1.database control.包括：galera/mariadb/mongodb
2.messaging control.包括：rabbitmq
3.high availability control.包括：HAProxy/keepalived
4.OpenStack interface.包括：keystone/glance-api/nova-api/ceilometer-api/heat-api
5.OpenStack control.包括：glance-controller(glance-registry)/nova-controller(nova-conductor/nova-scheduler/metadata-service)/cinder-controller/ neutron-controller(neutron-server)/ceilometer-controller(ceilometer-alarm/ceilometer-base/ceilometer-central/ ceilometer-collector/ceilometer-notification)/heat-controller(heat-engine)
6.OpenStack compute operation.包括：nova-compute/nova-libvirt/neutron-agents-linux-bridge/neutron-agents-ovs
7.OpenStack network operation.包括：dhcp-agent/l3-agent/metadata-agent/lbaas-agent/fwaas-agent
8.OpenStack storage operation.包括：Cinder/Swift(swift-account/swift-base/swift-container/swift-object/swift-proxy-server)

四、实现方法及建议

1.为了实现预期的目标，需要允许超级权限容器的存在，在docker中使用--privileged=true创建的容器被定义为超级权限容器，超级权限容器在launch时使用-v参数挂载主机文件系统，并通过--ipc=host, --pid=host, or --net=host标志共享主机全部命名空间。
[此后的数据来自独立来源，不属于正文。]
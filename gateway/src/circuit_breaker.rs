//! Three-state failure isolation with timed recovery: a `parking_lot::Mutex`-guarded state
//! machine with an explicit timed transition from open back to half-open, rather than manual
//! block/unblock-reason bookkeeping.

use std::time::{Duration, Instant};

use parking_lot::Mutex;

#[derive(Debug, Clone, Copy, PartialEq, Eq)]
pub enum BreakerState {
    Closed,
    Open,
    HalfOpen,
}

#[derive(Debug, Clone, Copy)]
pub struct BreakerConfig {
    pub failure_threshold: u32,
    pub success_threshold: u32,
    pub open_timeout: Duration,
    pub half_open_permits: u32,
}

impl Default for BreakerConfig {
    fn default() -> Self {
        Self {
            failure_threshold: 5,
            success_threshold: 2,
            open_timeout: Duration::from_secs(30),
            half_open_permits: 3,
        }
    }
}

struct Inner {
    state: BreakerState,
    consecutive_failures: u32,
    consecutive_successes: u32,
    opened_at: Option<Instant>,
    half_open_permits_outstanding: u32,
    total_requests: u64,
    total_failures: u64,
    total_successes: u64,
    last_transition_at: Instant,
}

#[derive(Debug, Clone, Copy)]
pub struct BreakerSnapshot {
    pub state: BreakerState,
    pub total_requests: u64,
    pub total_failures: u64,
    pub total_successes: u64,
    pub failure_rate: f64,
}

pub struct CircuitBreaker {
    config: BreakerConfig,
    inner: Mutex<Inner>,
}

impl CircuitBreaker {
    pub fn new(config: BreakerConfig) -> Self {
        Self {
            config,
            inner: Mutex::new(Inner {
                state: BreakerState::Closed,
                consecutive_failures: 0,
                consecutive_successes: 0,
                opened_at: None,
                half_open_permits_outstanding: 0,
                total_requests: 0,
                total_failures: 0,
                total_successes: 0,
                last_transition_at: Instant::now(),
            }),
        }
    }

    /// Returns `true` (and, in `Open`, performs the timed `Open -> HalfOpen` transition) if a
    /// call should be allowed through right now.
    pub fn permit(&self) -> bool {
        let mut inner = self.inner.lock();
        inner.total_requests += 1;
        match inner.state {
            BreakerState::Closed => true,
            BreakerState::Open => {
                let opened_at = inner.opened_at.expect("Open state always sets opened_at");
                if opened_at.elapsed() >= self.config.open_timeout {
                    inner.state = BreakerState::HalfOpen;
                    inner.consecutive_successes = 0;
                    inner.half_open_permits_outstanding = 1;
                    inner.last_transition_at = Instant::now();
                    true
                } else {
                    false
                }
            }
            BreakerState::HalfOpen => {
                if inner.half_open_permits_outstanding < self.config.half_open_permits {
                    inner.half_open_permits_outstanding += 1;
                    true
                } else {
                    false
                }
            }
        }
    }

    pub fn record_success(&self) {
        let mut inner = self.inner.lock();
        inner.total_successes += 1;
        match inner.state {
            BreakerState::Closed => {
                inner.consecutive_failures = 0;
            }
            BreakerState::HalfOpen => {
                inner.half_open_permits_outstanding = inner.half_open_permits_outstanding.saturating_sub(1);
                inner.consecutive_successes += 1;
                if inner.consecutive_successes >= self.config.success_threshold {
                    inner.state = BreakerState::Closed;
                    inner.consecutive_failures = 0;
                    inner.consecutive_successes = 0;
                    inner.last_transition_at = Instant::now();
                }
            }
            BreakerState::Open => {}
        }
    }

    pub fn record_failure(&self) {
        let mut inner = self.inner.lock();
        inner.total_failures += 1;
        match inner.state {
            BreakerState::Closed => {
                inner.consecutive_failures += 1;
                if inner.consecutive_failures >= self.config.failure_threshold {
                    inner.state = BreakerState::Open;
                    inner.opened_at = Some(Instant::now());
                    inner.last_transition_at = Instant::now();
                }
            }
            BreakerState::HalfOpen => {
                inner.half_open_permits_outstanding = inner.half_open_permits_outstanding.saturating_sub(1);
                inner.state = BreakerState::Open;
                inner.opened_at = Some(Instant::now());
                inner.consecutive_successes = 0;
                inner.last_transition_at = Instant::now();
            }
            BreakerState::Open => {}
        }
    }

    pub fn snapshot(&self) -> BreakerSnapshot {
        let inner = self.inner.lock();
        let failure_rate = if inner.total_requests == 0 {
            0.0
        } else {
            inner.total_failures as f64 / inner.total_requests as f64
        };
        BreakerSnapshot {
            state: inner.state,
            total_requests: inner.total_requests,
            total_failures: inner.total_failures,
            total_successes: inner.total_successes,
            failure_rate,
        }
    }
}

#[cfg(test)]
mod tests {
    use super::*;

    fn config() -> BreakerConfig {
        BreakerConfig {
            failure_threshold: 3,
            success_threshold: 2,
            open_timeout: Duration::from_millis(100),
            half_open_permits: 3,
        }
    }

    #[test]
    fn trips_open_after_failure_threshold_and_recovers() {
        let breaker = CircuitBreaker::new(config());

        for _ in 0..3 {
            assert!(breaker.permit());
            breaker.record_failure();
        }
        assert_eq!(breaker.snapshot().state, BreakerState::Open);
        assert!(!breaker.permit(), "4th call must be denied while open");

        std::thread::sleep(Duration::from_millis(120));
        assert!(breaker.permit(), "permit after timeout moves to half-open and allows the probe");
        assert_eq!(breaker.snapshot().state, BreakerState::HalfOpen);

        breaker.record_success();
        assert_eq!(breaker.snapshot().state, BreakerState::HalfOpen);
        assert!(breaker.permit());
        breaker.record_success();
        assert_eq!(breaker.snapshot().state, BreakerState::Closed);
        assert!(breaker.permit());
    }

    #[test]
    fn half_open_failure_reopens_immediately() {
        let breaker = CircuitBreaker::new(config());
        for _ in 0..3 {
            breaker.permit();
            breaker.record_failure();
        }
        std::thread::sleep(Duration::from_millis(120));
        assert!(breaker.permit());
        breaker.record_failure();
        assert_eq!(breaker.snapshot().state, BreakerState::Open);
        assert!(!breaker.permit());
    }

    #[test]
    fn half_open_respects_permit_ceiling() {
        let breaker = CircuitBreaker::new(BreakerConfig {
            half_open_permits: 2,
            ..config()
        });
        for _ in 0..3 {
            breaker.permit();
            breaker.record_failure();
        }
        std::thread::sleep(Duration::from_millis(120));
        assert!(breaker.permit()); // 1st half-open permit
        assert!(breaker.permit()); // 2nd half-open permit
        assert!(!breaker.permit(), "3rd concurrent half-open call must be denied");
    }

    #[test]
    fn success_in_closed_state_resets_consecutive_failures() {
        let breaker = CircuitBreaker::new(config());
        breaker.permit();
        breaker.record_failure();
        breaker.permit();
        breaker.record_failure();
        breaker.permit();
        breaker.record_success();
        breaker.permit();
        breaker.record_failure();
        breaker.permit();
        breaker.record_failure();
        assert_eq!(breaker.snapshot().state, BreakerState::Closed);
    }

    #[test]
    fn failure_rate_is_tracked() {
        let breaker = CircuitBreaker::new(config());
        breaker.permit();
        breaker.record_success();
        breaker.permit();
        breaker.record_failure();
        let snapshot = breaker.snapshot();
        assert_eq!(snapshot.total_requests, 2);
        assert!((snapshot.failure_rate - 0.5).abs() < 1e-9);
    }
}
2.由于使用了--net=host来共享主机网络命名空间，因此在Dockerfile中不会使用到EXPOSE操作。使用--net=host的主要动机在于这种方法的简单性，而不使用EXPOSE操作的原因，在于docker-proxy在转发或返回每个数据包时都有20ms的延时。如果期望使用EXPOSE功能，则可以参考Openstack的默认端口列表将其添加会
回每个Dockerfile文件中。
3.在launch容器时，--restart=always标志的使用可为每个容器提供某些高可用功能的测量，并确保容器按当前设计正常运转。
4.主机上应该可以运行特定的工具并监控容器健康状况，如果容器未能通过健康检查，则主机工具将重启容器。
5.Docker容器编排引擎需要被实现，除了在单节点上进行简单的容器编排之外，因为容器被设计为可在多节点上运行，因此编排工具也应该能够应对多节点情况。
6.部署工具应能够利用key-value键值对集合作为输入，并将其转化到输入环境中以传递给Docker，key-value对可以是文件，也可以是环境变量。
7.独立容器中的日志可通过某些一致方法进行提取。